I recommend nurturing an ecological spirituality not because I think you should, because I think it would save the planet from destruction, because I think it will save your soul, or because I think it is the highest truth, more true than all those other high truths. I encourage it because it has been invaluable to me, providing me with a sense of rootedness, of meaning, of purpose, of belonging.
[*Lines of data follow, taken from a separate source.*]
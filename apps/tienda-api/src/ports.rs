//! # Collaborator Traits
//!
//! The services talk to the catalog and the order store through these traits
//! rather than the repositories directly, so intake can be exercised against
//! stores that fail on demand.
//!
//! ```text
//! ┌──────────────┐  Catalog     ┌────────────────────┐
//! │ OrderIntake  │ ───────────► │ ProductRepository  │
//! │ OrderQuery   │  OrderStore  ├────────────────────┤
//! │              │ ───────────► │ OrderRepository    │
//! └──────────────┘              └────────────────────┘
//! ```
//!
//! Stock decrements are not part of `Catalog`: they happen inside
//! [`OrderStore::save`] so they share the order's transaction.

use async_trait::async_trait;

use tienda_core::{NewOrder, Order, OrderFilter, OrderSort, Product};
use tienda_db::{DbResult, OrderRepository, ProductRepository};

/// Read access to the active catalog.
#[async_trait]
pub trait Catalog: Send + Sync {
    /// Active product with this id.
    async fn find_by_id(&self, id: &str) -> DbResult<Option<Product>>;

    /// Active product with exactly this name.
    async fn find_by_name(&self, name: &str) -> DbResult<Option<Product>>;
}

/// Order persistence.
///
/// Implementations:
/// - `OrderRepository`: SQLite storage
/// - test doubles whose sequence or writes fail on purpose
#[async_trait]
pub trait OrderStore: Send + Sync {
    /// Next value of the order number sequence.
    async fn next_order_sequence(&self) -> DbResult<u64>;

    /// Stores the order and takes its stock in one transaction.
    async fn save(&self, order: NewOrder) -> DbResult<Order>;

    async fn find(
        &self,
        filter: &OrderFilter,
        sort: OrderSort,
        offset: u64,
        limit: u32,
    ) -> DbResult<Vec<Order>>;

    async fn count(&self, filter: &OrderFilter) -> DbResult<u64>;
}

// =============================================================================
// SQLite implementations
// =============================================================================

#[async_trait]
impl Catalog for ProductRepository {
    async fn find_by_id(&self, id: &str) -> DbResult<Option<Product>> {
        self.get_by_id(id).await
    }

    async fn find_by_name(&self, name: &str) -> DbResult<Option<Product>> {
        ProductRepository::find_by_name(self, name).await
    }
}

#[async_trait]
impl OrderStore for OrderRepository {
    async fn next_order_sequence(&self) -> DbResult<u64> {
        OrderRepository::next_order_sequence(self).await
    }

    async fn save(&self, order: NewOrder) -> DbResult<Order> {
        self.place(order).await
    }

    async fn find(
        &self,
        filter: &OrderFilter,
        sort: OrderSort,
        offset: u64,
        limit: u32,
    ) -> DbResult<Vec<Order>> {
        OrderRepository::find(self, filter, sort, offset, limit).await
    }

    async fn count(&self, filter: &OrderFilter) -> DbResult<u64> {
        OrderRepository::count(self, filter).await
    }
}
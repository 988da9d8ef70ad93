//! # Pricing
//!
//! Order totals under a jurisdiction's tax and shipping policy.
//!
//! ## Calculation
//! ```text
//! subtotal = Σ unit_price × quantity
//! tax      = round_half_up(subtotal × tax_rate)
//! shipping = 0                 if subtotal ≥ free_shipping_threshold
//!          = flat_shipping     otherwise
//! discount = 0                 (no coupon mechanism)
//! total    = subtotal + tax + shipping − discount
//! ```

use serde::{Deserialize, Serialize};
use ts_rs::TS;

use crate::error::{CoreError, CoreResult};
use crate::money::{Money, TaxRate};
use crate::types::ResolvedLineItem;

/// Tax and shipping policy of the jurisdiction orders ship to.
#[derive(Debug, Clone, PartialEq, Eq, Serialize, Deserialize)]
#[serde(rename_all = "camelCase")]
pub struct Jurisdiction {
    /// ISO country code, for logs.
    pub code: String,
    pub tax_rate: TaxRate,
    /// Subtotals at or above this ship free.
    pub free_shipping_threshold: Money,
    pub flat_shipping: Money,
}

impl Jurisdiction {
    /// Mexico: 16% IVA, free shipping from $1,000.00, otherwise $150.00.
    pub fn mexico() -> Self {
        Jurisdiction {
            code: "MX".to_string(),
            tax_rate: TaxRate::from_bps(1600),
            free_shipping_threshold: Money::from_cents(100_000),
            flat_shipping: Money::from_cents(15_000),
        }
    }

    /// Shipping charged for a given subtotal.
    pub fn shipping_for(&self, subtotal: Money) -> Money {
        if subtotal >= self.free_shipping_threshold {
            Money::zero()
        } else {
            self.flat_shipping
        }
    }
}

impl Default for Jurisdiction {
    fn default() -> Self {
        Jurisdiction::mexico()
    }
}

/// Computed monetary totals of one order.
#[derive(Debug, Clone, Copy, Default, PartialEq, Eq, Serialize, Deserialize, TS)]
#[serde(rename_all = "camelCase")]
#[ts(export)]
pub struct OrderTotals {
    pub subtotal: Money,
    pub tax: Money,
    pub shipping: Money,
    pub discount: Money,
    pub total: Money,
}

/// Computes order totals from resolved line items.
///
/// Fails with `AmountOverflow` when any sum leaves the i64 range.
///
/// ## Example
/// ```rust
/// use tienda_core::{compute_totals, Jurisdiction, Money, ResolvedLineItem};
///
/// let items = vec![ResolvedLineItem::new(
///     "p-1",
///     3,
///     Money::from_cents(1000),
///     "Mole Poblano",
///     "/images/placeholder.png",
/// )
/// .unwrap()];
///
/// let totals = compute_totals(&items, &Jurisdiction::mexico()).unwrap();
/// assert_eq!(totals.subtotal.cents(), 3000);
/// assert_eq!(totals.tax.cents(), 480);
/// assert_eq!(totals.shipping.cents(), 15_000);
/// assert_eq!(totals.total.cents(), 18_480);
/// ```
pub fn compute_totals(
    items: &[ResolvedLineItem],
    jurisdiction: &Jurisdiction,
) -> CoreResult<OrderTotals> {
    let subtotal = items
        .iter()
        .try_fold(Money::zero(), |acc, item| acc.checked_add(item.line_total))
        .ok_or(CoreError::AmountOverflow)?;
    let tax = subtotal
        .checked_tax(jurisdiction.tax_rate)
        .ok_or(CoreError::AmountOverflow)?;
    let shipping = jurisdiction.shipping_for(subtotal);
    let discount = Money::zero();

    let total = subtotal
        .checked_add(tax)
        .and_then(|t| t.checked_add(shipping))
        .and_then(|t| t.checked_sub(discount))
        .ok_or(CoreError::AmountOverflow)?;

    Ok(OrderTotals {
        subtotal,
        tax,
        shipping,
        discount,
        total,
    })
}

// =============================================================================
// Unit Tests
// =============================================================================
I cannot imagine my life without it, and I am eternally grateful to my father, Ed Stone, for teaching me the names of the birds and the trees and the stars and for creating a childhood environment within which I could explore, find my own chapels of nature, climb trees to watch sunrises and sunsets, and fall asleep to the song of the whip-poor-will.
I have a sense that our modern society has an epidemic of uprootedness, a crisis of meaning, and that traditional religions and the modern mythology of human progress no longer resonate with many people as they once did. So I wish to offer an alternative: one that is always available and that requires only opening our eyes and minds and hearts to the wonder and mystery and life that surrounds us.
Happy Equinox everyone!
Dear Sir,
This article came to me out of the blue, I never subscribed, but I loved it! You seem to be saying to walk slowly through the woods as a child does, noticing everything and being curious about everything. My sisters and I used to do that on our small farm, 60 years ago, in Western WA state. Almost half the farm was woods and we were down there everyday, just exploring.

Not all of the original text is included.